Some big thoughts on a gray Friday. Inspired by a truly inspiring talk I attended on Monday by Dr. Miriam Diamond, U of T prof.
1. Growth is an inherently stupid model upon which to rule our world. Really stupid. But what else do we got? Exponential population, arithmetic resources. It’s an extremely old argument, but everyone’s answer to refute this is the magic of technooology!
2. Don’t put your faith in technology to solve our problems, environmental or otherwise. Carbon capture and storage sounds great, but it won’t work very well. Clean coal is the biggest crock of shit. The concept that technology will save us has been heavily mythologized. Don’t count on it, count on your brain and your legs. I promise.
3. Our civilization, both peak and demise, (will) completely mirror the Roman Empire.
We ain’t better than nobody. They were brilliant, they had sophisticated societies. They knew lead was a neurotoxin but kept using it anyway. Not to say that other factors were at play in their demise (political, thirst for power and desire to spread the movement across the globe).

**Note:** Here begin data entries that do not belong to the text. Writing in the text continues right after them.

use crate::storage::protocol::AttributeAccessor;
use crate::storage::records::{GigRecord, MetaKey};
use crate::storage::text::contains_ignore_case;

/// Attributes checked by the keyword pass, in evaluation order.
pub const KEYWORD_ATTRIBUTES: [MetaKey; 3] = [MetaKey::VenueName, MetaKey::City, MetaKey::Country];

/// Decides whether `record` survives the keyword pass.
///
/// Checks venue, city, country, related song titles, then the record's own
/// title and content, stopping at the first hit. A failed lookup counts as
/// no match for that field only.
pub async fn keyword_matches(
    accessor: &dyn AttributeAccessor,
    record: &GigRecord,
    keyword: &str,
) -> bool {
    for key in KEYWORD_ATTRIBUTES {
        match accessor.text_attribute(record.id, key).await {
            Ok(Some(value)) if contains_ignore_case(&value, keyword) => return true,
            Ok(_) => {}
            Err(e) => {
                tracing::debug!("Ignoring {} of gig {}: {}", key.as_str(), record.id, e);
            }
        }
    }

    match accessor.songs(record.id).await {
        Ok(songs) => {
            if songs
                .iter()
                .any(|song| contains_ignore_case(&song.title, keyword))
            {
                return true;
            }
        }
        Err(e) => {
            tracing::debug!("Treating gig {} as having no songs: {}", record.id, e);
        }
    }

    contains_ignore_case(&record.title, keyword) || contains_ignore_case(&record.content, keyword)
}
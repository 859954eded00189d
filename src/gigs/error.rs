use crate::storage::protocol::StoreError;
use axum::Json;
use axum::http::StatusCode;
use axum::response::{IntoResponse, Response};
use serde_json::json;
use thiserror::Error;

#[derive(Debug, Error)]
pub enum SearchError {
    /// Reserved: parameters are currently coerced, never rejected.
    #[error("invalid request: {0}")]
    Validation(String),

    #[error("gig query failed: {0}")]
    Query(#[from] StoreError),
}

impl IntoResponse for SearchError {
    fn into_response(self) -> Response {
        let status = match self {
            SearchError::Validation(_) => StatusCode::BAD_REQUEST,
            SearchError::Query(_) => StatusCode::INTERNAL_SERVER_ERROR,
        };

        (status, Json(json!({ "error": self.to_string() }))).into_response()
    }
}
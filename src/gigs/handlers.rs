use super::engine::GigSearch;
use super::error::SearchError;
use super::types::{FilterRequest, GigSearchParams, ShapedGig};
use axum::extract::Query;
use axum::http::header::ACCESS_CONTROL_EXPOSE_HEADERS;
use axum::http::{HeaderName, HeaderValue, Method};
use axum::routing::get;
use axum::{Extension, Json, Router};
use std::sync::Arc;
use tower_http::cors::{Any, CorsLayer};
use tower_http::set_header::SetResponseHeaderLayer;

/// Public endpoint for filtered gig listings.
pub const ENDPOINT_GIGS: &str = "/custom/v1/gigs";

/// Total matches of the store query, before the keyword pass.
pub const TOTAL_HEADER: HeaderName = HeaderName::from_static("x-wp-total");
/// Total pages of the store query, before the keyword pass.
pub const TOTAL_PAGES_HEADER: HeaderName = HeaderName::from_static("x-wp-totalpages");

const EXPOSED_HEADERS: &str = "X-WP-Total, X-WP-TotalPages";

/// Routes for the gig search API.
///
/// Every gigs response advertises the pagination headers to browsers,
/// whether or not the request was cross-origin.
pub fn router(search: Arc<GigSearch>) -> Router {
    let cors = CorsLayer::new()
        .allow_origin(Any)
        .allow_methods([Method::GET]);

    Router::new()
        .route(ENDPOINT_GIGS, get(handle_filtered_gigs))
        .layer(SetResponseHeaderLayer::overriding(
            ACCESS_CONTROL_EXPOSE_HEADERS,
            HeaderValue::from_static(EXPOSED_HEADERS),
        ))
        .layer(cors)
        .layer(Extension(search))
}

/// Query pairs are taken raw so a repeated key resolves to its last value
/// instead of failing extraction.
pub async fn handle_filtered_gigs(
    Query(pairs): Query<Vec<(String, String)>>,
    Extension(search): Extension<Arc<GigSearch>>,
) -> Result<([(HeaderName, String); 2], Json<Vec<ShapedGig>>), SearchError> {
    let request = FilterRequest::from_params(GigSearchParams::from_pairs(pairs));

    let page = search.search(&request).await.map_err(|e| {
        tracing::error!("Gig search failed: {}", e);
        e
    })?;

    Ok((
        [
            (TOTAL_HEADER, page.total_count.to_string()),
            (TOTAL_PAGES_HEADER, page.total_pages.to_string()),
        ],
        Json(page.items),
    ))
}
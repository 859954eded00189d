//! Gig Storage Module
//!
//! The record store behind the search service.
//!
//! ## Core Concepts
//! - **Protocol**: `GigStore` runs structured, full-text and paginated queries;
//!   `AttributeAccessor` reads named attributes and related songs per record.
//! - **Memory store**: `MemoryStore` keeps gigs and songs in concurrent maps and
//!   implements both traits.
//! - **Seeding**: `SeedData` loads gigs and songs from a JSON document.

pub mod memory;
pub mod protocol;
pub mod records;
pub mod seed;
pub mod text;

#[cfg(test)]
mod tests;
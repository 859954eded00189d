//! Seed Loading
//!
//! Populates a [`MemoryStore`] from a JSON document of the form
//! `{ "songs": [...], "gigs": [...] }`.

use super::memory::MemoryStore;
use super::records::{GigRecord, SongRecord};

use anyhow::{Context, Result};
use serde::{Deserialize, Serialize};
use std::path::Path;

#[derive(Debug, Default, Serialize, Deserialize)]
pub struct SeedData {
    #[serde(default)]
    pub songs: Vec<SongRecord>,
    #[serde(default)]
    pub gigs: Vec<GigRecord>,
}

impl SeedData {
    pub fn from_json(json: &str) -> Result<Self> {
        serde_json::from_str(json).context("Seed data is not valid JSON")
    }

    pub fn from_path(path: &Path) -> Result<Self> {
        let json = std::fs::read_to_string(path)
            .with_context(|| format!("Failed to read seed file {}", path.display()))?;
        Self::from_json(&json).with_context(|| format!("Failed to parse {}", path.display()))
    }

    /// Inserts every song and gig into `store`, replacing records with the same id.
    pub fn apply(self, store: &MemoryStore) {
        let (songs, gigs) = (self.songs.len(), self.gigs.len());
        for song in self.songs {
            store.insert_song(song);
        }
        for gig in self.gigs {
            store.insert_gig(gig);
        }
        tracing::info!("Seeded store with {} gigs and {} songs", gigs, songs);
    }
}

impl MemoryStore {
    pub fn from_seed_file(path: &Path) -> Result<Self> {
        let store = MemoryStore::new();
        SeedData::from_path(path)?.apply(&store);
        Ok(store)
    }
}
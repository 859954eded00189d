use super::types::{Rendered, RenderedContent, ShapedAttributes, ShapedGig};
use crate::storage::records::GigRecord;

/// Converts a stored gig into its public representation.
pub trait ShapeConverter: Send + Sync {
    fn to_public(&self, gig: &GigRecord) -> ShapedGig;
}

/// The REST collection shape used for gigs everywhere else in the API.
#[derive(Debug, Clone)]
pub struct RestShape {
    site_url: String,
}

impl RestShape {
    pub fn new(site_url: &str) -> Self {
        Self {
            site_url: site_url.trim_end_matches('/').to_string(),
        }
    }

    pub fn link(&self, gig: &GigRecord) -> String {
        if gig.slug.is_empty() {
            format!("{}/?p={}", self.site_url, gig.id)
        } else {
            format!("{}/gig/{}/", self.site_url, gig.slug)
        }
    }
}

impl ShapeConverter for RestShape {
    fn to_public(&self, gig: &GigRecord) -> ShapedGig {
        ShapedGig {
            id: gig.id,
            date: gig.date.clone(),
            slug: gig.slug.clone(),
            status: gig.status,
            post_type: "gig".to_string(),
            link: self.link(gig),
            title: Rendered {
                rendered: gig.title.clone(),
            },
            content: RenderedContent {
                rendered: gig.content.clone(),
                protected: false,
            },
            excerpt: RenderedContent {
                rendered: gig.excerpt.clone(),
                protected: false,
            },
            acf: ShapedAttributes {
                venue_name: gig.attributes.venue_name.clone(),
                city: gig.attributes.city.clone(),
                country: gig.attributes.country.clone(),
                songs: gig.attributes.songs.iter().map(|song| song.id()).collect(),
            },
        }
    }
}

But… haha. You can tell where I’m going with this. This exactly mirrors our current situation – the desire for Abrahamic religions to “spread” both word and their ideals, the massive concerns of geopolitics, fundamentalism, and complex levels of pollution.
Exactly like the Romans, we are fully aware of our potential downfalls – we know that fundamentalism is dangerous, people are becoming more divided and more unhappy, along with the billions of known pollutants around us along with their effects. Doom gloom scare you. I don’t want to scare, it’s unfortunately been the natural way to get people to detunnelize and pay attention. We need these sorts of transormative messages to be charismatic, somehow positive, harmonizing, unifying, and actualizing. I’ll get back to you.
Fear won’t get people to fully follow through. We need to be aware of these sorts of things, and have a greater sense of this whole thing’s destination. ‘Cause this thing ain’t a journey, for humans at least.